We have known many were left behind in Nam since Operation Homecoming. We can thank Kissinger for that debacle. Kerry & McCain wrote them off during the senate hearings. It is also known some were sent to other countries. Not only from Nam- but WWII and Korea as well. A few S Koreans have excaped the North after all these decades. Those that get back to South Korea are safe, those that find themselves in China are sent back to captivity in the North. They have survived this long, some US prisnors may have also.
Jim,
I was in Nam in 1969. I do not think of those time much any more.
Frank -
Remembering is good. But insisting that we do not repeat the same mistakes (e.g. supporting corrupt regimes) is better.
John -
I find it hard to quantify the truly left behind. It is the ones that are here at home and yet still left behind that trouble me.
Richard -
I don't think about Vietnam much either -- primarily at Veterans and Memorial Days.
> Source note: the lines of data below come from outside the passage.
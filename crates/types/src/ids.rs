//! Newtype wrappers for structural handles.
//!
//! Containers in a rendered panel are addressed by `ContainerId`, leaves by the
//! heading's original index (a plain `usize`). Keeping the container handle a
//! distinct type stops the two from being mixed up at the renderer boundary.

use serde::{Deserialize, Serialize};
use std::fmt;

/// Identifier of a container in a materialized panel tree.
///
/// Ids are assigned in pre-order, so the top-level container of the first
/// heading is always `ContainerId(0)`.
#[derive(Debug, Clone, Copy, Eq, PartialEq, Ord, PartialOrd, Hash, Serialize, Deserialize)]
#[serde(transparent)]
pub struct ContainerId(usize);

impl ContainerId {
    /// Creates a new ContainerId from its pre-order position
    pub fn new(id: usize) -> Self {
        Self(id)
    }

    /// Returns the pre-order position of this container
    pub fn get(self) -> usize {
        self.0
    }
}

impl From<usize> for ContainerId {
    fn from(id: usize) -> Self {
        Self(id)
    }
}

impl fmt::Display for ContainerId {
    fn fmt(&self, f: &mut fmt::Formatter<'_>) -> fmt::Result {
        write!(f, "container#{}", self.0)
    }
}
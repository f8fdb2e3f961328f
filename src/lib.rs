//! # generatoc
//!
//! Builds a table of contents from the flat heading sequence of a document and
//! keeps a rendered navigation panel in step with the reader's scroll position.
//!
//! The work is split across the workspace crates, all re-exported here:
//!
//! - [`types`]: heading records, levels, panel commands
//! - [`traits`]: the host, renderer and scheduler seams
//! - [`outline`]: outline construction and materialization
//! - [`spy`]: active-heading resolution, expand/collapse state, throttling
//! - [`core`]: configuration, errors, the live [`Panel`] and [`TocSession`]
//!
//! [`report`] backs the `generatoc` command-line tool.
//!
//! ```
//! use generatoc::{HeadingRecord, build, materialize};
//!
//! let outline = build(&HeadingRecord::from_levels(&[2, 4, 2]));
//! let panel = materialize(&outline);
//! assert_eq!(panel.leaf_count(), 3);
//! // the skipped h3 becomes a leafless container
//! assert_eq!(panel.container_count(), 4);
//! ```

pub use generatoc_core as core;
pub use generatoc_outline as outline;
pub use generatoc_spy as spy;
pub use generatoc_traits as traits;
pub use generatoc_types as types;

pub mod report;

pub use generatoc_core::{Panel, TocConfig, TocError, TocSession, heading_records};
pub use generatoc_outline::{Outline, OutlineBuilder, PanelTree, build, materialize};
pub use generatoc_spy::{ExpandState, Throttle, resolve_active};
pub use generatoc_traits::{Binding, Host, HeadingMarker, ManualScheduler, PanelRenderer};
pub use generatoc_types::{ContainerId, HeadingRecord, LevelError, LevelSet, PanelCommand, parse_level};
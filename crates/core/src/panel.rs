//! A live panel: the outline, its rendered tree and the scroll-spy wiring
//! between host and renderer.
//!
//! Data flow on scroll:
//!
//! ```text
//! scroll event -> Throttle -> animation frame -> resolve_active
//!              -> ExpandState::activate -> PanelRenderer::apply -> fragment sync
//! ```
//!
//! Every callback handed to the host holds a weak reference to the panel, so
//! nothing runs once the panel is gone.

use crate::config::TocConfig;
use crate::error::TocError;
use generatoc_outline::{Outline, PanelTree, build, materialize};
use generatoc_spy::{ExpandState, Throttle, resolve_active};
use generatoc_traits::{Binding, FrameId, HeadingMarker, Host, PanelRenderer, RenderError};
use generatoc_types::{ContainerId, HeadingRecord, PanelCommand, parse_level};
use std::cell::{Cell, RefCell};
use std::fmt;
use std::rc::Rc;

/// Converts located markers into heading records, numbering them in document order.
pub fn heading_records<M: HeadingMarker>(markers: &[M]) -> Result<Vec<HeadingRecord>, TocError> {
    markers
        .iter()
        .enumerate()
        .map(|(index, marker)| {
            let level = parse_level(&marker.tag())?;
            Ok(HeadingRecord::new(index, level, marker.label()))
        })
        .collect()
}

struct Shared<H: Host> {
    host: Rc<H>,
    config: TocConfig,
    markers: Vec<H::Marker>,
    records: Vec<HeadingRecord>,
    outline: Outline,
    tree: PanelTree,
    renderer: RefCell<H::Renderer>,
    state: RefCell<ExpandState>,
    pending_frame: Cell<Option<FrameId>>,
}

impl<H: Host> Shared<H> {
    fn apply(&self, commands: Vec<PanelCommand>) {
        let mut renderer = self.renderer.borrow_mut();
        for command in commands {
            renderer.apply(command);
        }
    }

    /// Defers one resolution to the next frame. A frame already pending covers it.
    fn request_sync(self: &Rc<Self>) {
        if self.pending_frame.get().is_some() {
            return;
        }
        let weak = Rc::downgrade(self);
        let requested = self.host.request_frame(Box::new(move || {
            if let Some(shared) = weak.upgrade() {
                shared.pending_frame.set(None);
                shared.sync();
            }
        }));
        match requested {
            Some(id) => self.pending_frame.set(Some(id)),
            None => {
                log::warn!("Animation frame refused; resolving now");
                self.sync();
            }
        }
    }

    fn sync(&self) -> Option<usize> {
        let offset = self.host.scroll_offset();
        let index = resolve_active(offset, &self.markers)?;
        log::trace!("Scroll offset {} resolves to heading {}", offset, index);

        let commands = self.state.borrow_mut().activate(&self.tree, index);
        self.apply(commands);
        if self.config.scroll_history {
            self.sync_fragment(index);
        }
        Some(index)
    }

    fn sync_fragment(&self, index: usize) {
        let Some(record) = self.records.get(index) else {
            return;
        };
        if record.label.is_empty() {
            return;
        }
        if self.host.fragment().as_deref() == Some(record.label.as_str()) {
            return;
        }
        if let Err(e) = self.host.replace_fragment(&record.label) {
            log::warn!("Could not update the URL fragment: {}", e);
        }
    }

    fn navigate(&self, index: usize) {
        match self.markers.get(index) {
            Some(marker) => self.host.scroll_to(marker),
            None => log::warn!("No heading {} to scroll to", index),
        }
    }

    fn reveal(&self, id: ContainerId) {
        let commands = self.state.borrow_mut().reveal(&self.tree, id);
        self.apply(commands);
    }
}

/// Creates containers and leaves top-down.
fn render<R: PanelRenderer>(renderer: &mut R, tree: &PanelTree) -> Result<(), RenderError> {
    tree.try_for_each(|entry, parent| {
        renderer.create_container(entry.id, parent)?;
        if let Some(leaf) = &entry.leaf {
            renderer.create_leaf(entry.id, leaf.index, &leaf.label)?;
        }
        Ok(())
    })
}

/// A rendered, interactive panel bound to a host.
///
/// Dropping the panel tears it down: listeners are released, pending timers
/// and frames are cancelled, and the renderer is cleared.
pub struct Panel<H: Host> {
    shared: Rc<Shared<H>>,
    throttle: Throttle,
    bindings: Vec<Binding>,
    released: bool,
}

impl<H: Host> Panel<H> {
    /// Locates the headings, builds the outline and renders it into the mount point.
    ///
    /// Nothing is left behind on failure: a partially drawn panel is cleared.
    pub fn build(host: Rc<H>, config: TocConfig) -> Result<Self, TocError> {
        let markers = host
            .find_headings(&config.content, &config.heading)
            .ok_or_else(|| TocError::ContentNotFound(config.content.clone()))?;
        let records = heading_records(&markers)?;
        if records.is_empty() {
            return Err(TocError::NoHeadings {
                content: config.content.clone(),
                levels: config.heading.clone(),
            });
        }

        let outline = build(&records);
        let tree = materialize(&outline);

        let mut renderer = host
            .mount(&config.selector)
            .ok_or_else(|| TocError::ContainerNotFound(config.selector.clone()))?;
        if let Err(e) = render(&mut renderer, &tree) {
            renderer.clear();
            return Err(e.into());
        }
        for command in ExpandState::initial_commands(&tree) {
            renderer.apply(command);
        }

        let interval = config.throttle_interval();
        let shared = Rc::new(Shared {
            host: host.clone(),
            config,
            markers,
            records,
            outline,
            tree,
            renderer: RefCell::new(renderer),
            state: RefCell::new(ExpandState::new()),
            pending_frame: Cell::new(None),
        });

        let weak = Rc::downgrade(&shared);
        let throttle = Throttle::new(host, interval, move || {
            if let Some(shared) = weak.upgrade() {
                shared.request_sync();
            }
        });

        let mut panel = Panel {
            shared,
            throttle,
            bindings: Vec::new(),
            released: false,
        };
        if let Err(e) = panel.bind() {
            panel.release();
            return Err(e);
        }

        log::debug!(
            "Built panel in '{}': {} headings, {} containers",
            panel.shared.config.selector,
            panel.shared.records.len(),
            panel.shared.tree.container_count()
        );
        Ok(panel)
    }

    fn bind(&mut self) -> Result<(), TocError> {
        let shared = &self.shared;
        let mut renderer = shared.renderer.borrow_mut();

        for leaf in shared.tree.leaves() {
            let index = leaf.index;
            let weak = Rc::downgrade(shared);
            let binding = renderer.on_leaf_click(
                index,
                Box::new(move || {
                    if let Some(shared) = weak.upgrade() {
                        shared.navigate(index);
                    }
                }),
            )?;
            self.bindings.push(binding);
        }

        for id in shared.tree.container_ids() {
            let weak = Rc::downgrade(shared);
            let binding = renderer.on_container_click(
                id,
                Box::new(move || {
                    if let Some(shared) = weak.upgrade() {
                        shared.reveal(id);
                    }
                }),
            )?;
            self.bindings.push(binding);
        }
        drop(renderer);

        let throttle = self.throttle.clone();
        let scroll = shared
            .host
            .listen_scroll(Box::new(move || throttle.trigger()))?;
        self.bindings.push(scroll);
        Ok(())
    }

    fn release(&mut self) {
        if std::mem::replace(&mut self.released, true) {
            return;
        }
        for binding in self.bindings.drain(..) {
            binding.release();
        }
        self.throttle.cancel();
        if let Some(id) = self.shared.pending_frame.take() {
            self.shared.host.cancel_frame(id);
        }
        self.shared.renderer.borrow_mut().clear();
        log::debug!("Tore down panel in '{}'", self.shared.config.selector);
    }

    /// Removes the panel and releases everything it holds.
    pub fn teardown(mut self) {
        self.release();
    }

    /// Tears the panel down and builds a fresh one from the same host and configuration.
    pub fn rebuild(self) -> Result<Self, TocError> {
        let host = self.shared.host.clone();
        let config = self.shared.config.clone();
        self.teardown();
        Self::build(host, config)
    }

    /// Resolves the active heading immediately, bypassing throttle and frame.
    pub fn sync(&self) -> Option<usize> {
        self.shared.sync()
    }

    /// Scrolls heading `index` into view, as a click on its leaf does.
    pub fn navigate(&self, index: usize) {
        self.shared.navigate(index);
    }

    /// Opens the panel down to container `id`, as a click on it does.
    pub fn reveal(&self, id: ContainerId) {
        self.shared.reveal(id);
    }

    /// The highlighted heading, if any.
    pub fn active(&self) -> Option<usize> {
        self.shared.state.borrow().highlighted()
    }

    pub fn is_expanded(&self, id: ContainerId) -> bool {
        self.shared.state.borrow().is_expanded(id)
    }

    pub fn config(&self) -> &TocConfig {
        &self.shared.config
    }

    pub fn host(&self) -> &Rc<H> {
        &self.shared.host
    }

    pub fn records(&self) -> &[HeadingRecord] {
        &self.shared.records
    }

    pub fn outline(&self) -> &Outline {
        &self.shared.outline
    }

    pub fn tree(&self) -> &PanelTree {
        &self.shared.tree
    }
}

impl<H: Host> Drop for Panel<H> {
    fn drop(&mut self) {
        self.release();
    }
}

impl<H: Host> fmt::Debug for Panel<H> {
    fn fmt(&self, f: &mut fmt::Formatter<'_>) -> fmt::Result {
        f.debug_struct("Panel")
            .field("config", &self.shared.config)
            .field("headings", &self.shared.records.len())
            .field("containers", &self.shared.tree.container_count())
            .field("active", &self.active())
            .field("bindings", &self.bindings.len())
            .finish()
    }
}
But yesterday my wife convinced me to go with her to Applebee's for lunch - where they were giving a free lunch to veterans. I didn't want to go - don't need a free lunch. But she twisted my arm.
There I stood in line near a couple of Vietnam era vets...obviously deeply phycologically harmed by ther experiences.
That triggered my, mostly latent, feelings about Vietnam.
Jim, I grew up watching the war on TV, praying it would be over before my older brother or I would have to fight. It was. My generation missed it, I'm grateful no doubt. Thank you for going and doing what was asked of you at the time. I have nearly grown kids now who have friends and cousins joining up, and I cringe, but I pray. What else can I do?
Dan -
We need to all help us all get off our dependence/addiction to foreign oil -- from countries whose people do not like us much.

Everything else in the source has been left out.